The narrative tone of Ceremony is pensive, reflective, and often critical. The narrator often uses this reflective tone to criticize the American government—both its wartime practices and its treatment of Indian Americans. This evolves into a broader structural critique of cyclical violence, exploring the extent to which an individual can take responsibility for such a large-scale atrocity.
Note the following passage from Section 2, in which the narrator makes an observation about Tayo's fellow Indian American veterans:
Here they were, trying to bring back that old feeling, that feeling they belonged to America the way they felt during the war. They blamed themselves for losing the new feeling; they never talked about it, but they blamed themselves just like they blamed themselves for losing the land the white people took.

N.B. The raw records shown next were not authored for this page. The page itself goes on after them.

//! Stable hashing (C2, `SPEC_FULL.md` §4.2): `hash_string` is a plain
//! SHA-256 hex digest; `hash_params` stably stringifies a parameter map by
//! sorting keys lexicographically at every level before hashing, so that
//! equal maps hash equal regardless of insertion order.

use indexmap::IndexMap;
use sha2::{Digest, Sha256};
use ymc_ast::Value;

pub fn hash_string(s: &str) -> String {
    let mut hasher = Sha256::new();
    hasher.update(s.as_bytes());
    hex(&hasher.finalize())
}

/// Hash a parameter map, treating `None` (undefined params) as the
/// distinguished "pure" entry (`SPEC_FULL.md` §4.5.1).
pub fn hash_params(params: Option<&IndexMap<String, Value>>) -> String {
    let canonical = match params {
        None => canonical_string(&Value::Map(IndexMap::new())),
        Some(map) => canonical_string(&Value::Map(map.clone())),
    };
    hash_string(&canonical)
}

/// Stably stringifies a value: object keys are sorted lexicographically at
/// every nesting level so insertion order never affects the hash. This is
/// deliberately a bespoke format (not JSON) so that `Undefined` and `Null`
/// -- which JSON cannot distinguish -- hash differently, per the invariant
/// in `SPEC_FULL.md` §8 item 2.
fn canonical_string(value: &Value) -> String {
    let mut out = String::new();
    write_canonical(value, &mut out);
    out
}

fn write_canonical(value: &Value, out: &mut String) {
    match value {
        Value::Undefined => out.push_str("u:"),
        Value::Null => out.push_str("n:"),
        Value::Bool(b) => out.push_str(&format!("b:{b}")),
        Value::Int(i) => out.push_str(&format!("i:{i}")),
        Value::Float(x) => out.push_str(&format!("f:{x}")),
        Value::String(s) => out.push_str(&format!("s:{}:{}", s.len(), s)),
        Value::Seq(items) => {
            out.push('[');
            for item in items {
                write_canonical(item, out);
                out.push(',');
            }
            out.push(']');
        }
        Value::Map(map) => {
            let mut keys: Vec<&String> = map.keys().collect();
            keys.sort();
            out.push('{');
            for key in keys {
                out.push_str(&format!("{}:{}=", key.len(), key));
                write_canonical(&map[key], out);
                out.push(',');
            }
            out.push('}');
        }
    }
}

fn hex(bytes: &[u8]) -> String {
    let mut s = String::with_capacity(bytes.len() * 2);
    for b in bytes {
        s.push_str(&format!("{b:02x}"));
    }
    s
}

#[cfg(test)]
mod tests {
    use super::*;

    fn map(pairs: &[(&str, Value)]) -> IndexMap<String, Value> {
        pairs.iter().map(|(k, v)| (k.to_string(), v.clone())).collect()
    }

    #[test]
    fn hash_string_is_deterministic() {
        assert_eq!(hash_string("hello"), hash_string("hello"));
        assert_ne!(hash_string("hello"), hash_string("world"));
    }

    #[test]
    fn hash_params_ignores_insertion_order() {
        let a = map(&[("a", Value::Int(1)), ("b", Value::Int(2))]);
        let b = map(&[("b", Value::Int(2)), ("a", Value::Int(1))]);
        assert_eq!(hash_params(Some(&a)), hash_params(Some(&b)));
    }

    #[test]
    fn hash_params_distinguishes_types() {
        let a = map(&[("a", Value::Int(1))]);
        let b = map(&[("a", Value::String("1".to_string()))]);
        assert_ne!(hash_params(Some(&a)), hash_params(Some(&b)));
    }

    #[test]
    fn undefined_and_null_hash_differently() {
        let a = map(&[("a", Value::Undefined)]);
        let b = map(&[("a", Value::Null)]);
        assert_ne!(hash_params(Some(&a)), hash_params(Some(&b)));
    }

    #[test]
    fn none_equals_empty_map() {
        let empty: IndexMap<String, Value> = IndexMap::new();
        assert_eq!(hash_params(None), hash_params(Some(&empty)));
    }

    #[test]
    fn nested_maps_sort_at_every_level() {
        let inner_a = map(&[("x", Value::Int(1)), ("y", Value::Int(2))]);
        let inner_b = map(&[("y", Value::Int(2)), ("x", Value::Int(1))]);
        let a = map(&[("outer", Value::Map(inner_a))]);
        let b = map(&[("outer", Value::Map(inner_b))]);
        assert_eq!(hash_params(Some(&a)), hash_params(Some(&b)));
    }
}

They never thought to blame white people for any of it; they wanted white people for their friends. They never saw that it was the white people who gave them that feeling and it was white people who took it away again when the war was over.
In this excerpt, the narrator's voice merges with Tayo's somewhat, extending the protagonist's critique of his peers beyond dialogue. Despite this critical, analytical tone, the narrator rarely leaves Tayo's more limited perspective, sticking to vocalizing criticisms Tayo himself holds. The narrator rarely pushes beyond the boundaries of Tayo's understanding or self-perception, instead permitting the reader to grow in knowledge organically alongside the novel's protagonist.